An Athenian Diary
30
How Does Athens Work?
Part 4: Everybody's Happy All the Time
For weeks now I have stopped by almost every bookstore I have passed and asked the first clerk I met: can you recommend a book that talks about the problems that Athens has had since the war, with its growth, etc.? Economic, political, and social? I asked my last Greek teacher at the Athens Centre, and she inquired at her local bookstore for me too, but the answer I get is almost always the same -- no such book exists. Recently (Monday, December 1) I got a slightly different answer, from a wry and ironic woman in another bookstore: it doesn't exist because of course we don't have any problems in Athens! And then she added, "It's a book that someone should write." Its non-existence, I think, says a lot, by itself.
In the nineteenth century, before Attike was liberated from the Ottoman empire and Athens restored as capital of Greece, Athens was a village nestled at the foot of the Akropolis. Paintings from the late eighteenth and early nineteenth centuries show an improbable cluster of houses at the foot of the rock, the Illisos river flowing free, shepherds in fields, and most strikingly bare empty land, devoted to agriculture and herding. (There's a great collection of such paintings hanging in various walls of the Benaki Museum just a five-minute walk from our house.)
No early modern Greek shepherd would recognize Athens today. The population of Greece in 1821 is estimated to have been 938,800; in 2001 it was 10,964,100, of which over one-third was living in Attike (3,216,200 in 2002). Just to give some perspective, Attike bears about 2.8% of the total surface area of Greece! (You can find some of these statistics at the Greece section of Population Statistics. The Statistical Service of Greece also provides data on the web.)
The problems created by this extraordinary growth
are at hand all around. Except for the big avenues (leophoroi) like
Vasilias Sofias just down the hill from us, Athens' streets are narrow,
sometimes crooked, little paths, often barely big enough for a couple of VWs to
pass in opposite directions. The result is on display daily just below our
window -- massive traffic jams. A week or two ago Souidias Street stopped
completely when some crazy driver thought he could get his massive tour bus down
the street; it proved impossible to get the thing around the corner, and so
traffic came to a standstill for blocks. When Vasilias Sofias is blocked off
for a parade or demonstration, traffic is diverted to Souidias, and the street
becomes a free parking lot. Our problems are hardly unique. There's not a street
in Athens that doesn't get backed up with traffic on a regular basis.

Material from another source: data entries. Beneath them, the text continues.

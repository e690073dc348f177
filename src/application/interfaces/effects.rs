use serde_json::Value;
use tracing::{error, warn};

/// Sink for user-visible error notifications (toasts, banners, ...)
pub trait Notifier: Send + Sync {
    /// Shows `message` to the user as an error
    fn notify_error(&self, message: &str);
}

/// Navigation hook used to move the user to another view
pub trait Navigator: Send + Sync {
    /// Navigates to `path`, handing `state` to the target view
    fn navigate_to(&self, path: &str, state: Value);
}

/// Notifier that only writes the message to the log
#[derive(Debug, Clone, Copy, Default)]
pub struct TracingNotifier;

impl Notifier for TracingNotifier {
    fn notify_error(&self, message: &str) {
        warn!("Notification: {}", message);
    }
}

/// Navigator that only writes the navigation to the log
#[derive(Debug, Clone, Copy, Default)]
pub struct TracingNavigator;

impl Navigator for TracingNavigator {
    fn navigate_to(&self, path: &str, state: Value) {
        error!("Navigation to {} with state {}", path, state);
    }
}
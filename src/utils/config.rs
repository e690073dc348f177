use std::env;
use std::fmt::Debug;
use std::str::FromStr;
use tracing::error;

/// Reads `env_var` and parses it as `T`, falling back to `default` when the
/// variable is unset or does not parse. Parse failures are logged.
///
/// # Arguments
///
/// * `env_var` - The name of the environment variable
/// * `default` - Value used when the variable is missing or invalid
pub fn get_env_or_default<T: FromStr>(env_var: &str, default: T) -> T
where
    <T as FromStr>::Err: Debug,
{
    let Ok(raw) = env::var(env_var) else {
        return default;
    };
    raw.trim().parse::<T>().unwrap_or_else(|e| {
        error!("Failed to parse {}={:?} ({:?}), using default", env_var, raw, e);
        default
    })
}

/// Reads `env_var` and parses it as `T`; `None` when unset, blank or invalid
pub fn get_env_or_none<T: FromStr>(env_var: &str) -> Option<T>
where
    <T as FromStr>::Err: Debug,
{
    env::var(env_var)
        .ok()
        .filter(|raw| !raw.trim().is_empty())
        .and_then(|raw| raw.trim().parse::<T>().ok())
}

/// Reads a base URL from `env_var`, without trailing slashes
pub fn get_env_url_or_default(env_var: &str, default: &str) -> String {
    get_env_or_default(env_var, default.to_string())
        .trim_end_matches('/')
        .to_string()
}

The anticipated arrival of the Olympics this coming summer has added to the construction frenzy in Athens, but much has, I think, to do with population growth. Especially in the suburbs, buildings are flying up at an astonishing rate. By Byron College a part of Attike that was relatively empty not all that long ago now bristles with new housing, driven in part by the construction of the National Road, which will tie these outer suburbs more closely to the center. Sprawl is bad in the States, but we have nothing on Athens -- there seems to be no planning at all (at least that I can see), in particular no evidence that space has been allotted for public use. There are no parks in Geraka by the kids' School, for instance.
Pollution continues to be a problem. It's not as bad
in the winter, when regular rain cleans out the air; but even a few clear days
suffice for the ozone and other byproducts of internal combustion engines to
collect in the air, and you get that reddish smoggy haze familiar from Los
Angeles (and our own Connecticut River Valley) which can be seen from the
Akrokorinthos
spreading vilely across the Athenian landscape. The Greek government has tried
various measures to deal with the smog. Years ago they finally introduced
unleaded gasoline, which used to be produced in Greece only for export; other
measures, like the failed attempt to eliminate the siesta, or the current ban
every other day on half the cars entering Athens (even/odd license plate
numbers), have had very limited success. Surrender to reality can be seen all
over central Athens, where new underground parking garages invite cars downtown;
the mayor recently inaugurated one just down the street from us, with a capacity
of over 600 vehicles. One would think the goal should rather be to make it
harder to bring a car into the city.
Many people now eschew downtown. Suburbs like Agia
Paraskeve have become "little Athenses," with all the amenities (except, of
course, the great old institutions like museums, universities, theaters, etc.)
of central Athens. We know folks from Byron whose view of central Athens is not
unlike the opinion held by many Hebronites about Hartford (without though the
tinge of racism). The suburbs are becoming self-contained worlds. You can live,
work, and be entertained there without ever coming downtown. This means sprawl,
American-style (unlike say Munich, where strict laws prevent development beyond
a certain point, and the boundary between town and country is as sharp as
between sea and sky). But in another sense, suburbanization just amplifies the
problems of crowding, smog, noise, by spreading them out like a pate over a
larger space.
The
vision of Attike from the top of Lykavetos is a vision of endless white concrete
buildings.
So are we happy all the time? Of course -- it's Athens, after all. City of dreams, ancient, home to music and dance, excitement, jobs, like NYC awake 24/7, as you can tell from the horns honking at 3 am. Until that book finally gets written.